La vida del ser humano transcurre entre tres y cinco comidas al día. El número de estas depende de las horas de sueño y de vigilia, del horario laboral y de la edad. Las recién paridas y los enfermos tienen sus propias dietas. También existió en el pasado una notable diferencia, en cuanto a la culinaria, entre las comunidades rurales y los núcleos urbanos, cada vez más desdibujada. Además, la culinaria está ligada al afán lúdico del hombre. No hay fiesta o celebración que no tenga su repercusión en la mesa. La trayectoria biográfica del hombre se describe en la cocina. Los distintos pasos en la vida del cristiano, a través de los sacramentos, tienen su importante repercusión en la cocina familiar. La puesta de largo de una joven a los dieciocho años y la petición de mano («pedida») se celebraban con un pequeño ágape vespertino. Incluso la panadería dulce se hacía presente en las amonestaciones previas a la boda en los nuestro pueblos. El bautizo de los hijos congregaba a familiares en torno al neófito. Quien corría con los gastos del convite era el padrino. De ahí la expresión: Quien tiene padrino se bautiza. A mediados del pasado siglo XX, en la ciudad de Toledo, la madre acostumbraba a dar a luz en la Maternidad, emplazada en el antiguo Hospital de San Juan de Dios, en lugar de hacerlo en el propio lecho del hogar. Era usual que la madre no asistiera al acto sacramental. El ágape, con repostería (medias noches, pastas, etc.) y refrescos, se servía en una sala próxima a la capilla de la institución. La comida se asocia en especial a la fiesta, en el caso de Toledo, al calendario religioso y a las devociones locales. Algunas celebraciones son particulares de un colectivo, que mediante una reglamentación fomentan el culto a un santo o a una advocación mariana. En este sentido, en las romerías se elaboran platos para degustar en comunidad, acentuando la idiosincrasia del grupo. La alimentación lo cohesiona y fortalece; le dota de señas de identidad, remarca las diferencias respecto a los otros. Los platos que se hacen conjuntamente, y, después, se consumen también en unión, sirven para marcar las diferencias respecto a otras asociaciones de este tipo. Por ello, año tras año, se repiten los mismos ritos religiosos y gastronómicos. Se va «de la misa a la mesa», y cada uno aporta, en este sentido, lo mejor de sí mismo, para afirmar cierta superioridad y subrayar cierto etnocentrismo en la colectividad mayor que es la ciudad o la provincia.

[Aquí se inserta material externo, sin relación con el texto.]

//! The protocol adapter trait and its input/output types.

use std::collections::BTreeMap;
use std::fmt;
use std::time::Instant;

use async_trait::async_trait;
use fb_core::{AttributeMap, DefaultAttribute, ErrorCategory, RawAttributes};
use fb_session::ExchangeState;
use serde::{Deserialize, Serialize};

use crate::descriptor::ProtocolDescriptor;
use crate::error::ProtocolResult;
use crate::instruction::OutboundInstruction;

/// Per-initiation input supplied by the caller.
#[derive(Debug, Clone, Default, PartialEq, Eq, Serialize, Deserialize)]
pub struct TargetDescriptor {
    /// Opaque value round-tripped through the exchange.
    pub relay_state: Option<String>,
    /// Preferred user interface language (BCP 47).
    pub language: Option<String>,
    /// `scheme://host:port` of the request that started the exchange.
    pub origin: Option<String>,
    /// Overrides the configured identity provider endpoint.
    pub idp_destination: Option<String>,
}

impl TargetDescriptor {
    /// Creates an empty descriptor.
    #[must_use]
    pub fn new() -> Self {
        Self::default()
    }

    /// Sets the relay state.
    #[must_use]
    pub fn with_relay_state(mut self, relay_state: impl Into<String>) -> Self {
        self.relay_state = Some(relay_state.into());
        self
    }

    /// Sets the preferred language.
    #[must_use]
    pub fn with_language(mut self, language: impl Into<String>) -> Self {
        self.language = Some(language.into());
        self
    }

    /// Sets the request origin.
    #[must_use]
    pub fn with_origin(mut self, origin: impl Into<String>) -> Self {
        self.origin = Some(origin.into());
        self
    }

    /// Sets the identity provider endpoint.
    #[must_use]
    pub fn with_idp_destination(mut self, destination: impl Into<String>) -> Self {
        self.idp_destination = Some(destination.into());
        self
    }
}

/// Output of [`ProtocolAdapter::initiate`].
#[derive(Debug, Clone)]
pub struct Initiation {
    /// What the caller must send to the identity provider.
    pub instruction: OutboundInstruction,
    /// Correlation state to store until the response arrives.
    pub state: ExchangeState,
}

/// A protocol response as received by the caller layer.
#[derive(Debug, Clone, Default)]
pub struct InboundMessage {
    /// Request parameters (query string and form body, decoded).
    pub parameters: BTreeMap<String, String>,
    /// Full URL the message was received on, including the query string.
    pub receiving_url: String,
    /// Deadline for any network call made while validating.
    pub deadline: Option<Instant>,
}

impl InboundMessage {
    /// Creates a message received on `receiving_url`.
    #[must_use]
    pub fn new(receiving_url: impl Into<String>) -> Self {
        Self {
            parameters: BTreeMap::new(),
            receiving_url: receiving_url.into(),
            deadline: None,
        }
    }

    /// Adds a parameter.
    #[must_use]
    pub fn with_param(mut self, name: impl Into<String>, value: impl Into<String>) -> Self {
        self.parameters.insert(name.into(), value.into());
        self
    }

    /// Sets the deadline.
    #[must_use]
    pub const fn with_deadline(mut self, deadline: Instant) -> Self {
        self.deadline = Some(deadline);
        self
    }

    /// Returns a parameter value.
    #[must_use]
    pub fn param(&self, name: &str) -> Option<&str> {
        self.parameters.get(name).map(String::as_str)
    }
}

/// Why a response was rejected.
#[derive(Debug, Clone, Copy, PartialEq, Eq, Hash, Serialize, Deserialize)]
pub enum RejectReason {
    /// Signature missing or not valid.
    SignatureInvalid,
    /// The assertion is intended for another relying party.
    AudienceMismatch,
    /// The response was delivered to an endpoint other than the one requested.
    RecipientMismatch,
    /// Outside the validity window, or a token service did not answer in time.
    Expired,
    /// The message could not be decoded or parsed.
    Malformed,
    /// No positive, correlated assertion is present.
    Unverified,
}

impl RejectReason {
    /// Returns the category of this reason.
    #[must_use]
    pub const fn category(self) -> ErrorCategory {
        match self {
            Self::Malformed | Self::SignatureInvalid => ErrorCategory::ProtocolViolation,
            Self::AudienceMismatch | Self::RecipientMismatch | Self::Expired | Self::Unverified => {
                ErrorCategory::Correlation
            }
        }
    }

    /// Returns the stable name of this reason.
    #[must_use]
    pub const fn as_str(self) -> &'static str {
        match self {
            Self::SignatureInvalid => "SignatureInvalid",
            Self::AudienceMismatch => "AudienceMismatch",
            Self::RecipientMismatch => "RecipientMismatch",
            Self::Expired => "Expired",
            Self::Malformed => "Malformed",
            Self::Unverified => "Unverified",
        }
    }
}

impl fmt::Display for RejectReason {
    fn fmt(&self, f: &mut fmt::Formatter<'_>) -> fmt::Result {
        f.write_str(self.as_str())
    }
}

/// A positively validated response.
#[derive(Debug, Clone, PartialEq, Eq)]
pub struct Verified {
    /// Authenticated subject identifier.
    pub subject_id: String,
    /// Attributes under their protocol identifiers.
    pub raw_attributes: RawAttributes,
}

/// Result of [`ProtocolAdapter::complete`].
#[derive(Debug, Clone, PartialEq, Eq)]
pub enum ValidationResult {
    /// The response is valid and bound to the expected exchange.
    Verified(Verified),
    /// The response was rejected.
    Rejected(RejectReason),
}

impl ValidationResult {
    /// Creates a verified result.
    #[must_use]
    pub fn verified(subject_id: impl Into<String>, raw_attributes: RawAttributes) -> Self {
        Self::Verified(Verified {
            subject_id: subject_id.into(),
            raw_attributes,
        })
    }

    /// Returns whether the result is verified.
    #[must_use]
    pub const fn is_verified(&self) -> bool {
        matches!(self, Self::Verified(_))
    }

    /// Returns the rejection reason, if any.
    #[must_use]
    pub const fn reject_reason(&self) -> Option<RejectReason> {
        match self {
            Self::Verified(_) => None,
            Self::Rejected(reason) => Some(*reason),
        }
    }
}

impl From<RejectReason> for ValidationResult {
    fn from(reason: RejectReason) -> Self {
        Self::Rejected(reason)
    }
}

/// A protocol plugin.
///
/// Adapters are built once from an immutable configuration snapshot and
/// shared across concurrent exchanges. They hold no per-call mutable state.
#[async_trait]
pub trait ProtocolAdapter: Send + Sync {
    /// Returns the stable protocol id.
    fn identify(&self) -> &'static str;

    /// Returns the adapter metadata.
    fn descriptor(&self) -> ProtocolDescriptor;

    /// Returns the protocol's own URI convention for an attribute.
    ///
    /// `None` means the protocol has no convention for it.
    fn find_attribute_uri(&self, attribute: DefaultAttribute) -> Option<&'static str>;

    /// Builds an authentication request and its correlation state.
    ///
    /// Performs no network I/O.
    fn initiate(&self, target: &TargetDescriptor) -> ProtocolResult<Initiation>;

    /// Validates a response against the state recorded at initiation.
    ///
    /// Every protocol-level inconsistency yields
    /// [`ValidationResult::Rejected`]; this never fails with an error.
    async fn complete(&self, inbound: &InboundMessage, expected: &ExchangeState)
        -> ValidationResult;

    /// Converts raw protocol attributes into the generic map.
    fn map_attributes(&self, raw: RawAttributes) -> AttributeMap;
}

#[cfg(test)]
mod tests {
    use super::*;

    #[test]
    fn reason_categories() {
        assert_eq!(
            RejectReason::SignatureInvalid.category(),
            ErrorCategory::ProtocolViolation
        );
        assert_eq!(RejectReason::Malformed.category(), ErrorCategory::ProtocolViolation);
        assert_eq!(RejectReason::Unverified.category(), ErrorCategory::Correlation);
        assert_eq!(
            RejectReason::RecipientMismatch.category(),
            ErrorCategory::Correlation
        );
    }

    #[test]
    fn inbound_message_params() {
        let inbound = InboundMessage::new("https://sp/acs")
            .with_param("SAMLResponse", "abc")
            .with_param("RelayState", "r");
        assert_eq!(inbound.param("SAMLResponse"), Some("abc"));
        assert_eq!(inbound.param("missing"), None);
    }

    #[test]
    fn validation_result_helpers() {
        let ok = ValidationResult::verified("alice", RawAttributes::new());
        assert!(ok.is_verified());
        assert_eq!(ok.reject_reason(), None);

        let rejected: ValidationResult = RejectReason::Expired.into();
        assert_eq!(rejected.reject_reason(), Some(RejectReason::Expired));
    }
}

La culinaria es, además, un acto pleno de simbolismo. Se acoge y festeja al amigo, se envenena al enemigo, o bien, se firman pactos con él. Incluso Marvin Harris en su obra Vacas, cerdos, guerras y brujas, apunta la posibilidad de que las guerras entre los yanomami puedan explicarse por un déficit de proteínas. Y todo con su etiqueta y protocolo, materializándose en ritos. También la política y el gobierno están relacionados con el arte de «compartir mantel». Muchas veces un pueblo se impone a través de su cocina y coloniza. El rechazo de una preparación culinaria puede significar una hostilidad y ruptura de relaciones diplomáticas. Imponer determinados platos puede interpretarse como un etnocentrismo o prepotencia cultural. Un buen manjar contribuye a conquistar voluntades contrarias. El amor y lo sexual también se han relacionado con los alimentos, muchas veces con un trasfondo religioso. Dan una bella prueba la literatura hebrea e islámica; en el primer caso, en El Cantar de los Cantares, y, respecto a la última, recojo una buena prueba en el zéjel X de Ibn Quzman, donde aparece descrito el mal de amores, entrelazadas las apetencias de la carne, en su doble sentido: […] Madre, me veo humillado. Tu hijo está triste, apenado. En todo el día ha probado tan sólo una tajadita. / […] Manzanas son tus pechitos, de harina tus carrillitos, de cristal tus dientecitos, y de azúcar tu boquita. Si ella dice: “No ayunéis; sed infieles, si queréis”, cerrada y sola veréis la puerta de la mezquita. […]».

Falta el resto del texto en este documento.